--- Data records Enclosed Below ---

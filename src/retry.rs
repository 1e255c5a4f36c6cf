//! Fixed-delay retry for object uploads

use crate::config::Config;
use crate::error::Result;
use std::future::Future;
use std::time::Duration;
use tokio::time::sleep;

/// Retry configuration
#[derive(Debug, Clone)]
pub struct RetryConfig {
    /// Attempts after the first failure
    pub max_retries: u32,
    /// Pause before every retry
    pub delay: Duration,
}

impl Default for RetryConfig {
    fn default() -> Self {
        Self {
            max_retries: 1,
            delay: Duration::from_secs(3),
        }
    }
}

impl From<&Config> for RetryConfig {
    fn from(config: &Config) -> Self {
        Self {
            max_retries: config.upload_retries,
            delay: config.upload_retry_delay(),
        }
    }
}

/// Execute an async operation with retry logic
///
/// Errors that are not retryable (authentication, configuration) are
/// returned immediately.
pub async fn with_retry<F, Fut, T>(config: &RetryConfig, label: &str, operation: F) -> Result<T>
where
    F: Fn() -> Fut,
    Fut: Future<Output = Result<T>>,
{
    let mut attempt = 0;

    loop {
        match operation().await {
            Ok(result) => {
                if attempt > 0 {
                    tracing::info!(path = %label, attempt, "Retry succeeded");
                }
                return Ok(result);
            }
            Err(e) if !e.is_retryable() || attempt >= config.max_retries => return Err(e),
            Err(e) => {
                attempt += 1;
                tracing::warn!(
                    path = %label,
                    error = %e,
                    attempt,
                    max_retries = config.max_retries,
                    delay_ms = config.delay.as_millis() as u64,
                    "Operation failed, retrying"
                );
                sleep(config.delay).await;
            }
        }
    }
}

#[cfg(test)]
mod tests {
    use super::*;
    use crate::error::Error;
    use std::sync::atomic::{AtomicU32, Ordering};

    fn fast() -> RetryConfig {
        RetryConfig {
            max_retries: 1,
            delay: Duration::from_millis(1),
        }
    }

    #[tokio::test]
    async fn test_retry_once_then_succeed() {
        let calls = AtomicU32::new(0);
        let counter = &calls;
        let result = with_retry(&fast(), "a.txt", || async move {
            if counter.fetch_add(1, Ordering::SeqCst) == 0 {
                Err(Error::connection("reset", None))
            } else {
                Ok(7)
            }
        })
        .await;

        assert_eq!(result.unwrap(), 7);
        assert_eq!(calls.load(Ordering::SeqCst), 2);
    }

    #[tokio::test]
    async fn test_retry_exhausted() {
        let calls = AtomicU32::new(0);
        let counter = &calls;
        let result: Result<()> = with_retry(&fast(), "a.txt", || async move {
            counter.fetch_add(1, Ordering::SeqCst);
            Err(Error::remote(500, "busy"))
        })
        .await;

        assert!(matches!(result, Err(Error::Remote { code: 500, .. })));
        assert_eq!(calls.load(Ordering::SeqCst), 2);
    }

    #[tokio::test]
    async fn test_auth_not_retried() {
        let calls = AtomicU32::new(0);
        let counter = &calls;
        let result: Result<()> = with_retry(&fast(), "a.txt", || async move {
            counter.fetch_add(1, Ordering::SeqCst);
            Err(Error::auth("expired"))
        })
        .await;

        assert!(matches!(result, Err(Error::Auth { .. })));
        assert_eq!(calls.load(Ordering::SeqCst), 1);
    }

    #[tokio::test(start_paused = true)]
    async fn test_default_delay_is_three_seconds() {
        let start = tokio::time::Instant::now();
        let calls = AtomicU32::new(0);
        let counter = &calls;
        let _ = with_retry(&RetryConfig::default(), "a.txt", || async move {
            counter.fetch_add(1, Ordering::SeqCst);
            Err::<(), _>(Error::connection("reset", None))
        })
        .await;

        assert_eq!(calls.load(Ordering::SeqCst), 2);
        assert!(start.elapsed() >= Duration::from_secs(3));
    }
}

--- End of Enclosed Data records ---

Check each line of the data above, and please copy the ones in which the string "configuration" occurs.

Task answer:
/// Retry configuration
/// Errors that are not retryable (authentication, configuration) are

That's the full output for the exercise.